T1-weighted gadolinium-enhanced axial MRI of brainstem glioma: The scan reveals a ring-enhanced lesion (abscess) in the pons. (Courtesy of T. Suzer, M.D., and E. Coskun, M.D.)
T1-weighted gadolinium-enhanced coronal MRI of brainstem glioma: Scan shows the ring-enhanced lesion (abscess) in a coronal view. (Courtesy of T. Suzer, M.D., and E. Coskun, M.D.).

 

Multiple Brain Abscesses 

  • Incidence is reported at 10–50%: The occurrence of multiple abscesses is not uncommon, with one study reporting an incidence of 10–50% (30). It is especially common in immunocompromised patients for whom multiple toxoplasma foci have to be considered in the differential diagnosis along with bacterial abscesses. Toxoplasma foci preferentially are deeply located, e.g., in the basal ganglia; however, atypical localizations are possible. The toxoplasmosis cysts typically reveal high “apparent diffusion coefficients”  values as compared with abscesses according to the lower viscosity of the hydrous cyst content (56).
  • Image-guided stereotactic aspiration: The management of patients with multiple brain abscesses has generated much debate.
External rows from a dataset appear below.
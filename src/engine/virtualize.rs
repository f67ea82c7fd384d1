use serde::{Deserialize, Serialize};

/// Smallest row height the window math will accept; guards the index
/// arithmetic against a zero or negative height.
const MIN_ITEM_HEIGHT: f32 = 1.0;

/// One materializable row position. Ephemeral, recomputed per scroll or
/// resize event.
#[derive(Debug, Clone, Copy, PartialEq, Serialize, Deserialize)]
pub struct VirtualItem {
    pub index: usize,
    pub offset_top: f32,
}

/// The contiguous index range the renderer must materialize.
#[derive(Debug, Clone, Default, Serialize, Deserialize)]
pub struct VirtualWindow {
    pub items: Vec<VirtualItem>,
    pub total_height: f32,
    pub start_index: usize,
    pub end_index: usize,
}

/// Compute the minimal window of rows intersecting the viewport, padded by
/// `overscan` rows on each side. Cost is proportional to the viewport, not
/// to `total_count`.
pub fn compute_window(
    total_count: usize,
    item_height: f32,
    container_height: f32,
    scroll_top: f32,
    overscan: usize,
) -> VirtualWindow {
    let item_height = item_height.max(MIN_ITEM_HEIGHT);
    let total_height = total_count as f32 * item_height;

    if total_count == 0 {
        return VirtualWindow {
            items: Vec::new(),
            total_height,
            start_index: 0,
            end_index: 0,
        };
    }

    let scroll_top = scroll_top.max(0.0);
    let first_visible = (scroll_top / item_height).floor() as usize;
    let last_visible = ((scroll_top + container_height.max(0.0)) / item_height).floor() as usize;

    let end_index = (last_visible + overscan).min(total_count - 1);
    let start_index = first_visible.saturating_sub(overscan).min(end_index);

    let mut items = Vec::with_capacity(end_index - start_index + 1);
    for index in start_index..=end_index {
        items.push(VirtualItem {
            index,
            offset_top: index as f32 * item_height,
        });
    }

    VirtualWindow {
        items,
        total_height,
        start_index,
        end_index,
    }
}

#[cfg(test)]
mod tests {
    use super::*;
    use proptest::prelude::*;

    #[test]
    fn window_at_top() {
        let w = compute_window(1000, 20.0, 200.0, 0.0, 2);
        assert_eq!(w.start_index, 0);
        assert_eq!(w.end_index, 12);
        assert_eq!(w.total_height, 20_000.0);
        assert_eq!(w.items[0], VirtualItem { index: 0, offset_top: 0.0 });
    }

    #[test]
    fn window_mid_scroll_applies_overscan() {
        let w = compute_window(1000, 20.0, 200.0, 4000.0, 5);
        assert_eq!(w.start_index, 195);
        assert_eq!(w.end_index, 215);
        assert_eq!(w.items.first().unwrap().offset_top, 195.0 * 20.0);
    }

    #[test]
    fn window_clamps_at_the_end() {
        let w = compute_window(100, 20.0, 200.0, 10_000.0, 10);
        assert_eq!(w.end_index, 99);
        assert!(w.start_index <= w.end_index);
    }

    #[test]
    fn empty_list_yields_no_items() {
        let w = compute_window(0, 20.0, 200.0, 0.0, 10);
        assert!(w.items.is_empty());
        assert_eq!(w.total_height, 0.0);
    }

    #[test]
    fn zero_item_height_is_clamped() {
        let w = compute_window(50, 0.0, 100.0, 0.0, 0);
        assert!(w.total_height > 0.0);
        assert!(w.end_index < 50);
    }

    #[test]
    fn bounded_independent_of_total_count() {
        // 100k rows, 20-row viewport, overscan 10: at most ~41 items.
        let w = compute_window(100_000, 20.0, 400.0, 1_000_000.0, 10);
        assert!(w.items.len() <= 41, "materialized {} items", w.items.len());
    }

    proptest! {
        #[test]
        fn viewport_center_row_is_covered(
            total in 1usize..50_000,
            scroll_frac in 0.0f32..1.0,
        ) {
            let item_height = 20.0;
            let container = 400.0;
            let total_height = total as f32 * item_height;
            let max_scroll = (total_height - container).max(0.0);
            let scroll_top = scroll_frac * max_scroll;

            let w = compute_window(total, item_height, container, scroll_top, 0);
            let center = scroll_top + container.min(total_height) / 2.0;
            let center_row = ((center / item_height).floor() as usize).min(total - 1);
            prop_assert!(w.start_index <= center_row && center_row <= w.end_index);
        }

        #[test]
        fn item_count_tracks_viewport_not_total(
            total in 1usize..100_000,
            scroll in 0.0f32..2_000_000.0,
        ) {
            let w = compute_window(total, 20.0, 400.0, scroll, 10);
            prop_assert!(w.items.len() <= 400 / 20 + 1 + 2 * 10);
        }
    }
}
//! Configuration for chain providers.
//!
//! Configuration is plain data handed to the client at construction; nothing
//! here reads global state after startup. [`AgentConfig::from_env`] offers an
//! environment-variable convenience for the common deployments: one EVM
//! signing key shared across EVM chains, one Solana keypair, and an RPC URL
//! per chain. Chains whose RPC URL is not set are skipped with a warning.

use serde::Deserialize;
use url::Url;

use crate::chain::{ChainId, ProviderError, ProviderRegistry};
use crate::chain::evm::EvmProvider;
use crate::chain::solana::SolanaProvider;

pub const ENV_EVM_PRIVATE_KEY: &str = "EVM_PRIVATE_KEY";
pub const ENV_SOLANA_PRIVATE_KEY: &str = "SOLANA_PRIVATE_KEY";
pub const ENV_RPC_BASE: &str = "RPC_URL_BASE";
pub const ENV_RPC_BASE_SEPOLIA: &str = "RPC_URL_BASE_SEPOLIA";
pub const ENV_RPC_SOLANA: &str = "RPC_URL_SOLANA";
pub const ENV_RPC_SOLANA_DEVNET: &str = "RPC_URL_SOLANA_DEVNET";

/// USDC contract addresses per supported chain.
pub const USDC_ADDRESS_BASE: &str = "0x833589fCD6eDb6E08f4c7C32D4f71b54bdA02913";
pub const USDC_ADDRESS_BASE_SEPOLIA: &str = "0x036CbD53842c5426634e7929541eC2318f3dCF7e";
pub const USDC_MINT_SOLANA: &str = "EPjFWdd5AufqSSqeM2qN1xzybapC8G4wEGGkZwyTDt1v";
pub const USDC_MINT_SOLANA_DEVNET: &str = "4zMMC9srt5Ri5X14GAgXhaHii3GnPAEERYPJgZJDncDU";

pub const USDC_DECIMALS: u8 = 6;

#[derive(Debug, thiserror::Error)]
pub enum ConfigError {
    #[error("environment variable {0} is not set")]
    MissingEnv(&'static str),
    #[error("invalid URL in {var}: {value}")]
    InvalidUrl { var: &'static str, value: String },
    #[error(transparent)]
    Provider(#[from] ProviderError),
}

/// Settings for one EVM chain backend.
#[derive(Debug, Clone, Deserialize)]
pub struct EvmChainConfig {
    pub chain: ChainId,
    pub rpc_url: Url,
    pub private_key: String,
    pub token_address: String,
    pub token_decimals: u8,
}

/// Settings for one Solana chain backend.
#[derive(Debug, Clone, Deserialize)]
pub struct SolanaChainConfig {
    pub chain: ChainId,
    pub rpc_url: Url,
    pub keypair: String,
    pub token_mint: String,
    pub token_decimals: u8,
}

/// Full chain configuration for an agent: any number of EVM and Solana
/// backends, each settling USDC (or another stablecoin) on its chain.
#[derive(Debug, Clone, Default, Deserialize)]
pub struct AgentConfig {
    #[serde(default)]
    pub evm: Vec<EvmChainConfig>,
    #[serde(default)]
    pub solana: Vec<SolanaChainConfig>,
}

impl AgentConfig {
    /// Reads chain settings from the environment.
    ///
    /// A chain is enabled when its `RPC_URL_*` variable is present and the
    /// matching signing key variable is set. Unset chains are skipped with a
    /// warning rather than failing, so one binary can serve mainnet and
    /// testnet deployments with different variable sets.
    pub fn from_env() -> Result<Self, ConfigError> {
        let mut config = AgentConfig::default();

        let evm_key = std::env::var(ENV_EVM_PRIVATE_KEY).ok();
        let evm_chains = [
            ("base", ENV_RPC_BASE, USDC_ADDRESS_BASE),
            ("base-sepolia", ENV_RPC_BASE_SEPOLIA, USDC_ADDRESS_BASE_SEPOLIA),
        ];
        for (chain, rpc_var, token_address) in evm_chains {
            let Some(rpc_url) = env_url(rpc_var)? else {
                tracing::warn!(chain, var = rpc_var, "RPC URL not set, chain disabled");
                continue;
            };
            let private_key = evm_key
                .clone()
                .ok_or(ConfigError::MissingEnv(ENV_EVM_PRIVATE_KEY))?;
            config.evm.push(EvmChainConfig {
                chain: ChainId::from(chain),
                rpc_url,
                private_key,
                token_address: token_address.to_string(),
                token_decimals: USDC_DECIMALS,
            });
        }

        let solana_key = std::env::var(ENV_SOLANA_PRIVATE_KEY).ok();
        let solana_chains = [
            ("solana", ENV_RPC_SOLANA, USDC_MINT_SOLANA),
            ("solana-devnet", ENV_RPC_SOLANA_DEVNET, USDC_MINT_SOLANA_DEVNET),
        ];
        for (chain, rpc_var, token_mint) in solana_chains {
            let Some(rpc_url) = env_url(rpc_var)? else {
                tracing::warn!(chain, var = rpc_var, "RPC URL not set, chain disabled");
                continue;
            };
            let keypair = solana_key
                .clone()
                .ok_or(ConfigError::MissingEnv(ENV_SOLANA_PRIVATE_KEY))?;
            config.solana.push(SolanaChainConfig {
                chain: ChainId::from(chain),
                rpc_url,
                keypair,
                token_mint: token_mint.to_string(),
                token_decimals: USDC_DECIMALS,
            });
        }

        Ok(config)
    }

    /// Constructs a provider per configured chain and collects them into a
    /// registry for the client.
    pub fn build_registry(&self) -> Result<ProviderRegistry, ConfigError> {
        let mut registry = ProviderRegistry::new();
        for evm in &self.evm {
            registry = registry.register(EvmProvider::from_config(evm)?);
        }
        for solana in &self.solana {
            registry = registry.register(SolanaProvider::from_config(solana)?);
        }
        Ok(registry)
    }
}

fn env_url(var: &'static str) -> Result<Option<Url>, ConfigError> {
    match std::env::var(var) {
        Err(_) => Ok(None),
        Ok(value) => Url::parse(&value)
            .map(Some)
            .map_err(|_| ConfigError::InvalidUrl { var, value }),
    }
}

#[cfg(test)]
mod tests {
    use super::*;

    #[test]
    fn deserializes_from_json() {
        let json = r#"{
            "evm": [{
                "chain": "base",
                "rpc_url": "https://mainnet.base.org",
                "private_key": "0xac0974bec39a17e36ba4a6b4d238ff944bacb478cbed5efcae784d7bf4f2ff80",
                "token_address": "0x833589fCD6eDb6E08f4c7C32D4f71b54bdA02913",
                "token_decimals": 6
            }],
            "solana": []
        }"#;
        let config: AgentConfig = serde_json::from_str(json).unwrap();
        assert_eq!(config.evm.len(), 1);
        assert_eq!(config.evm[0].chain, ChainId::from("base"));
        assert!(config.solana.is_empty());
    }

    #[test]
    fn empty_config_builds_empty_registry() {
        let registry = AgentConfig::default().build_registry().unwrap();
        assert!(registry.is_empty());
    }
}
The stereotactic aspiration procedures of multiple bihemispheric pyogenic brain abscesses are being used with increasing frequency in view of the minimal morbidity risk involved with the use of CT-guided stereotaxy. The possibility of repeating this technique several times is a further advantage (26).
  • MCA distribution at gray-white interface: Multiple brain abscesses are usually associated with hematogenous spread and are usually found at the gray-white junction in the distribution of the middle cerebral artery (55).

 

CT scans with contrast of multiple abscesses: Abscesses are present in the left frontal and parietal lobes. (Courtesy of Y. Ersahin, M.D., and S. Mutluer, M.D.)